This requires fault tolerance mechanisms.

5) Parallel vs Distributed Systems

5.1 Core Difference: Memory and Communication

Parallel system (shared memory):

Communication through memory reads/writes
Very fast inter-core communication

Distributed system (distributed memory):

Communication through network messages
Higher latency, lower bandwidth than memory

5.2 Latency and Bandwidth

Memory access latency: nanoseconds
Network latency: microseconds to milliseconds

This makes distributed computing harder:

Communication cost is high
Algorithms must minimize messaging

5.3 Fault Tolerance

Parallel computing typically assumes:

one machine, fewer failures

Distributed computing must assume:

failures are normal
systems must recover automatically

5.4 Scaling

Parallel systems scale up to:

tens/hundreds of cores per machine

Distributed systems scale to:

thousands/millions of machines globally

5.5 Examples

Parallel example:

16-core CPU rendering a video frame using threads

Distributed example:

A cloud cluster processing petabytes of logs using many machines

ACM Digital Library resources on distributed systems

6) Flynn’s Taxonomy (SIMD, MIMD)

Flynn’s taxonomy classifies systems by:

Instruction stream: how many instruction sequences are executed
Data stream: how many data sequences are processed

6.1 SISD (Single Instruction, Single Data)

Classic sequential machine
One core, one instruction flow

Example:

Simple embedded processors
Basic single-thread execution

Find your Desired Course

6.2 SIMD (Single Instruction, Multiple Data)

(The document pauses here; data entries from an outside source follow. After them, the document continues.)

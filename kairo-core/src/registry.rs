use std::collections::HashMap;
use std::sync::Arc;

use tracing::warn;

use crate::commands::{CommandDefinition, CommandHandler, StaticCommand, BUILTIN_COMMANDS};
use crate::modules::ModuleId;

/// Maps command names to handlers.
///
/// Built once at startup. Visibility resolution deals only in names;
/// this table is where a name becomes something installable.
pub struct CommandRegistry {
    handlers: HashMap<&'static str, Arc<dyn CommandHandler>>,
    order: Vec<&'static str>,
}

impl CommandRegistry {
    /// Create an empty registry.
    pub fn new() -> Self {
        Self {
            handlers: HashMap::new(),
            order: Vec::new(),
        }
    }

    /// Registry holding a `StaticCommand` for every built-in definition.
    pub fn builtin() -> Self {
        let mut registry = Self::new();
        for def in BUILTIN_COMMANDS {
            registry.register(Arc::new(StaticCommand::new(*def)));
        }
        registry
    }

    /// Register a handler under its definition's name.
    ///
    /// A later registration for the same name replaces the earlier one
    /// but keeps its position.
    pub fn register(&mut self, handler: Arc<dyn CommandHandler>) {
        let name = handler.definition().name;
        if self.handlers.insert(name, handler).is_none() {
            self.order.push(name);
        }
    }

    /// Look up a handler by name.
    pub fn get(&self, name: &str) -> Option<&Arc<dyn CommandHandler>> {
        self.handlers.get(name)
    }

    pub fn len(&self) -> usize {
        self.order.len()
    }

    pub fn is_empty(&self) -> bool {
        self.order.is_empty()
    }

    /// Definitions for a resolved tenant command set.
    ///
    /// Unknown names are skipped. Privileged definitions are refused
    /// even if asked for by name.
    pub fn tenant_definitions<'a, I>(&self, names: I) -> Vec<CommandDefinition>
    where
        I: IntoIterator<Item = &'a str>,
    {
        let mut defs = Vec::new();
        for name in names {
            match self.handlers.get(name) {
                Some(handler) if handler.definition().is_privileged() => {
                    warn!(command = name, "refusing to place privileged command in a tenant tree");
                }
                Some(handler) => defs.push(*handler.definition()),
                None => warn!(command = name, "no handler registered for visible command"),
            }
        }
        defs
    }

    /// Privileged definitions in registration order.
    pub fn privileged_definitions(&self) -> Vec<CommandDefinition> {
        self.definitions().filter(|d| d.is_privileged()).collect()
    }

    /// All definitions in registration order.
    pub fn definitions(&self) -> impl Iterator<Item = CommandDefinition> + '_ {
        self.order
            .iter()
            .filter_map(|name| self.handlers.get(name))
            .map(|h| *h.definition())
    }

    /// Commands grouped the way `commands_list` shows them:
    /// core registration commands, then each module, then admin.
    pub fn by_module(&self) -> Vec<(String, Vec<&'static str>)> {
        let mut groups: Vec<(String, Vec<&'static str>)> = Vec::new();

        let core: Vec<_> = self
            .definitions()
            .filter(|d| !d.is_privileged() && d.module.is_none())
            .map(|d| d.name)
            .collect();
        if !core.is_empty() {
            groups.push(("registration".to_string(), core));
        }

        for module in ModuleId::ALL {
            let names: Vec<_> = self
                .definitions()
                .filter(|d| d.module == Some(module))
                .map(|d| d.name)
                .collect();
            if !names.is_empty() {
                groups.push((module.as_str().to_string(), names));
            }
        }

        let admin: Vec<_> = self.privileged_definitions().iter().map(|d| d.name).collect();
        if !admin.is_empty() {
            groups.push(("admin".to_string(), admin));
        }
        groups
    }
}

impl Default for CommandRegistry {
    fn default() -> Self {
        Self::new()
    }
}

#[cfg(test)]
mod tests {
    use super::*;
    use crate::commands::CommandScope;

    #[test]
    fn builtin_registry_covers_every_module_command() {
        let registry = CommandRegistry::builtin();
        assert_eq!(registry.len(), BUILTIN_COMMANDS.len());
        for module in ModuleId::ALL {
            for name in module.commands() {
                assert!(registry.get(name).is_some(), "{name} missing");
            }
        }
        assert!(registry.get("register").is_some());
        assert!(registry.get("response").is_some());
    }

    #[test]
    fn tenant_definitions_refuse_privileged_and_skip_unknown() {
        let registry = CommandRegistry::builtin();
        let defs = registry.tenant_definitions(["qa_add", "register_accept", "no_such_command"]);
        assert_eq!(defs.len(), 1);
        assert_eq!(defs[0].name, "qa_add");
    }

    #[test]
    fn privileged_definitions_are_only_privileged() {
        let registry = CommandRegistry::builtin();
        let defs = registry.privileged_definitions();
        assert_eq!(defs.len(), crate::commands::super_admin_commands().len());
        assert!(defs.iter().all(|d| d.scope == CommandScope::Privileged));
    }

    #[test]
    fn re_registering_replaces_in_place() {
        struct Custom(CommandDefinition);
        impl CommandHandler for Custom {
            fn definition(&self) -> &CommandDefinition {
                &self.0
            }
        }

        let mut registry = CommandRegistry::builtin();
        let first_before: Vec<_> = registry.definitions().map(|d| d.name).collect();
        registry.register(Arc::new(Custom(CommandDefinition::tenant(
            "register",
            "Register (custom)",
            None,
        ))));
        let first_after: Vec<_> = registry.definitions().map(|d| d.name).collect();
        assert_eq!(first_before, first_after);
        assert_eq!(registry.get("register").unwrap().definition().description, "Register (custom)");
    }

    #[test]
    fn grouping_follows_module_table() {
        let groups = CommandRegistry::builtin().by_module();
        let labels: Vec<_> = groups.iter().map(|(label, _)| label.as_str()).collect();
        assert_eq!(
            labels,
            vec!["registration", "attendance", "plans", "qa", "ctfd", "crypto", "bookkeeping", "routing", "admin"]
        );
    }
}
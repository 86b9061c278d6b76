pub mod events;
pub mod report;
pub mod scope;

pub use events::SyncEvent;
pub use report::{ReconcileReport, TenantInspection};
pub use scope::ScopeKey;
pub mod memory;

#[cfg(feature = "http")]
pub mod http;

use std::pin::Pin;

use async_trait::async_trait;
use futures_core::Stream;
use kairo_core::{CommandDefinition, TenantId};

use crate::SyncResult;

/// Type alias for boxed streams (stable Rust compatible)
pub type BoxStream<T> = Pin<Box<dyn Stream<Item = T> + Send + 'static>>;

/// The remote command registry.
///
/// Scoped calls address one guild's tree. Implementations report any
/// transport or remote failure as `SyncError::RemoteUnavailable`.
#[async_trait]
pub trait RemoteRegistry: Send + Sync {
    /// Names currently installed in a guild's tree.
    async fn list_scoped_commands(&self, scope: TenantId) -> SyncResult<Vec<String>>;

    /// Remove every command from a guild's tree.
    async fn clear_scoped_commands(&self, scope: TenantId) -> SyncResult<()>;

    /// Install definitions into a guild's tree; returns how many landed.
    async fn install_scoped_commands(&self, scope: TenantId, defs: &[CommandDefinition]) -> SyncResult<usize>;

    /// Make a guild's tree exactly `defs`; returns how many landed.
    ///
    /// Registries that can overwrite a tree in one call should override
    /// this. The fallback clears first, so a failed install leaves the
    /// tree empty until the next sync.
    async fn replace_scoped_commands(&self, scope: TenantId, defs: &[CommandDefinition]) -> SyncResult<usize> {
        self.clear_scoped_commands(scope).await?;
        self.install_scoped_commands(scope, defs).await
    }

    /// Remove every command from the unscoped tree.
    async fn clear_global_commands(&self) -> SyncResult<()>;

    async fn list_global_commands(&self) -> SyncResult<Vec<String>>;
}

One instruction applied to many data items simultaneously
Great for vectorizable computations

Modern SIMD appears in:

CPU vector extensions (SSE, AVX)
GPUs executing many threads in lockstep style

Best suited for:

Image processing (apply filter to all pixels)
Linear algebra
Physics simulations
Audio/video encoding

Limitations:

Works best when operations are uniform across data
Branch divergence reduces efficiency (especially on GPUs)

6.3 MISD (Multiple Instruction, Single Data)

Rare in practice.
Sometimes appears in:

Fault-tolerant systems (multiple computations verifying same data)

6.4 MIMD (Multiple Instruction, Multiple Data)

Most common modern architecture:

Multiple cores execute different programs or threads
Each can operate on different data

Examples:

Multicore CPUs
Multi-socket servers
Distributed clusters (each node is independent)

MIMD is flexible, but requires:

synchronization tools (locks, barriers)
careful algorithm design

7) Motivation: Why Parallel and Distributed Computing?

7.1 Motivation 1: Performance

The simplest motivation: finish tasks faster.

If a computation can be split into 8 equal independent parts:

1 core: 80 seconds
8 cores (ideal): 10 seconds

But real speedup is limited by:

communication overhead
synchronization delays
serial parts of code
load imbalance

This leads to a core principle:

Parallelism is powerful, but overhead and serial code limit gains.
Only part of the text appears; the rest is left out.